“These signs are something you see in East L.A.”
I am stunned by the inconsiderate nature of that comment, which came from Councilman Ara Najarian during a City Hall discussion about ridding Glendale of oversized signs.
Regardless of whether I agree with the signs being too big or not — and I do agree that certain signs border on being overbearing — it’s hard to abide an argument that veils an ethnic insult as its basis of merit.
But if Najarian wants to play it that way, I’d like to help out with a few suggestions for how the City Council can help us naive citizens identify those East L.A. types secretly operating within our tasteful borders. I hereby propose Glendale mandate the following for those businesses that refuse to adhere to our sign ordinance.
Business owners and their employees with oversized signs should be required to wear sombreros, serapes and Huaraches, their business vehicles traded in for 1963 Impalas.
And while we’re at it, let’s not exclude businesses that look like something you’d see on Fairfax Avenue, right? After all, we don’t want to be accused of singling out any one race, er, business region.
Businesses that look like something you’d see in Chinatown should be required to hang Peking Ducks in their windows or be fined a “cultural tariff” for bringing down the image of Glendale with an aesthetic we find unacceptable.
Maybe we could just move all of these businesses into common areas or “districts.”
The Fairfax-looking businesses could be cordoned off to the north. The businesses reminiscent of Chinatown could naturally be situated in the Far East side of Glendale.
And the entities that so tragically look like they belong in East L.A.? Let’s put them over near Eagle Rock where those wannabe bleeding-heart-liberal-entertainment types will tolerate them.
We must work tirelessly to separate our image from East L.A. — because we wouldn’t want Glendale Community College to end up like East Los Angeles College, one of very few community colleges in the U.S. with a major art collection.

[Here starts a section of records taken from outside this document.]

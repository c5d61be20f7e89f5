use crate::map_header::FormatVersion;
use std::io::{Read, Result as IOResult};

pub use self::brush::Brush;
pub use self::brush_side::BrushSide;
pub use self::face::{Face, FaceType, LIGHTMAP_NONE};
pub use self::fog::Fog;
pub use self::leaf::Leaf;
pub use self::leaf_brush::LeafBrush;
pub use self::leaf_face::LeafFace;
pub use self::light_volume::LightVolume;
pub use self::lightmap::{LightMap, LIGHTMAP_BYTES, LIGHTMAP_SIZE};
pub use self::model::Model;
pub use self::node::Node;
pub use self::plane::Plane;
pub use self::texture::{ContentFlags, SurfaceFlags, Texture};
pub use self::vertex::Vertex;

mod brush;
mod brush_side;
mod face;
mod fog;
mod leaf;
mod leaf_brush;
mod leaf_face;
mod light_volume;
mod lightmap;
mod model;
mod node;
mod plane;
mod texture;
mod vertex;

/// Number of lightmap channels ("styles") in the unified record shape.
/// Legacy records carry a single channel, stored as channel 0 after the
/// upgrade.
pub const MAX_LIGHTMAPS: usize = 4;

/// Lump table slots, in on-disk order. Shared by both format generations.
#[derive(Clone, Copy, Debug, PartialEq, Eq)]
#[repr(u8)]
pub enum LumpType {
    Entities = 0,
    Textures = 1,
    Planes = 2,
    Nodes = 3,
    Leafs = 4,
    LeafFaces = 5,
    LeafBrushes = 6,
    Models = 7,
    Brushes = 8,
    BrushSides = 9,
    Vertices = 10,
    MeshVerts = 11,
    Fogs = 12,
    Faces = 13,
    Lightmaps = 14,
    LightVolumes = 15,
    VisData = 16,
}

/// One fixed-size record type stored in a lump. `element_size` and `read`
/// take the format tag because four record types (brush sides, vertices,
/// faces, light volumes) have a narrower legacy layout; their `read`
/// upgrades legacy records to the unified shape on the fly.
pub(crate) trait LumpData: Sized {
    fn lump_type() -> LumpType;
    fn element_size(format: FormatVersion) -> usize;
    fn read(reader: &mut dyn Read, format: FormatVersion) -> IOResult<Self>;
}

// Mesh verts: face-relative offsets into the vertex array.
impl LumpData for u32 {
    fn lump_type() -> LumpType {
        LumpType::MeshVerts
    }

    fn element_size(_format: FormatVersion) -> usize {
        4
    }

    fn read(reader: &mut dyn Read, _format: FormatVersion) -> IOResult<Self> {
        use crate::read_util::PrimitiveRead;
        reader.read_u32()
    }
}

/// Fixed 64-byte NUL-padded name field used by the Textures and Fogs lumps.
pub(crate) fn read_fixed_name(reader: &mut dyn Read) -> IOResult<String> {
    let mut buffer = [0u8; 64];
    reader.read_exact(&mut buffer)?;
    let len = buffer.iter().position(|&b| b == 0).unwrap_or(buffer.len());
    Ok(String::from_utf8_lossy(&buffer[..len]).into_owned())
}

#[cfg(test)]
mod tests {
    use super::*;
    use crate::map_header::FormatVersion::{IBsp, RBsp};

    // Wire sizes are load-bearing: `length / element_size` decides record
    // counts and `length % element_size != 0` is structural corruption.
    #[test]
    fn element_sizes_match_wire_layout() {
        assert_eq!(Texture::element_size(IBsp), 72);
        assert_eq!(Texture::element_size(RBsp), 72);
        assert_eq!(Plane::element_size(RBsp), 16);
        assert_eq!(Node::element_size(RBsp), 36);
        assert_eq!(Leaf::element_size(RBsp), 48);
        assert_eq!(LeafFace::element_size(RBsp), 4);
        assert_eq!(LeafBrush::element_size(RBsp), 4);
        assert_eq!(Model::element_size(RBsp), 40);
        assert_eq!(Brush::element_size(RBsp), 12);
        assert_eq!(u32::element_size(RBsp), 4);
        assert_eq!(Fog::element_size(RBsp), 72);
        assert_eq!(LightMap::element_size(RBsp), 49152);
    }

    #[test]
    fn format_divergent_element_sizes() {
        assert_eq!(BrushSide::element_size(IBsp), 8);
        assert_eq!(BrushSide::element_size(RBsp), 12);
        assert_eq!(Vertex::element_size(IBsp), 44);
        assert_eq!(Vertex::element_size(RBsp), 80);
        assert_eq!(Face::element_size(IBsp), 104);
        assert_eq!(Face::element_size(RBsp), 148);
        assert_eq!(LightVolume::element_size(IBsp), 8);
        assert_eq!(LightVolume::element_size(RBsp), 30);
    }
}
use crate::lump_data::{LumpData, LumpType};
use crate::map_header::FormatVersion;
use crate::read_util::PrimitiveRead;
use std::io::{Read, Result as IOResult};

#[derive(Clone, Copy, Debug)]
pub struct Brush {
    pub first_side: i32,
    pub num_sides: i32,
    pub texture_index: i32,
}

impl LumpData for Brush {
    fn lump_type() -> LumpType {
        LumpType::Brushes
    }

    fn element_size(_format: FormatVersion) -> usize {
        12
    }

    fn read(reader: &mut dyn Read, _format: FormatVersion) -> IOResult<Self> {
        let first_side = reader.read_i32()?;
        let num_sides = reader.read_i32()?;
        let texture_index = reader.read_i32()?;
        Ok(Self {
            first_side,
            num_sides,
            texture_index,
        })
    }
}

That substandard cultural wasteland only boasts the newly opened 160,000-square-foot Performing and Fine Arts Center, designed by the internationally recognized firm, Arquitectonica. At their college, they must endure a collection of art with a paltry 9,000 objects from all around the world.
To that, we must all rise up with Mr. Najarian and say, “No, gracias.”
Yes. It’s going to be a much better looking Glendale when the signs get smaller.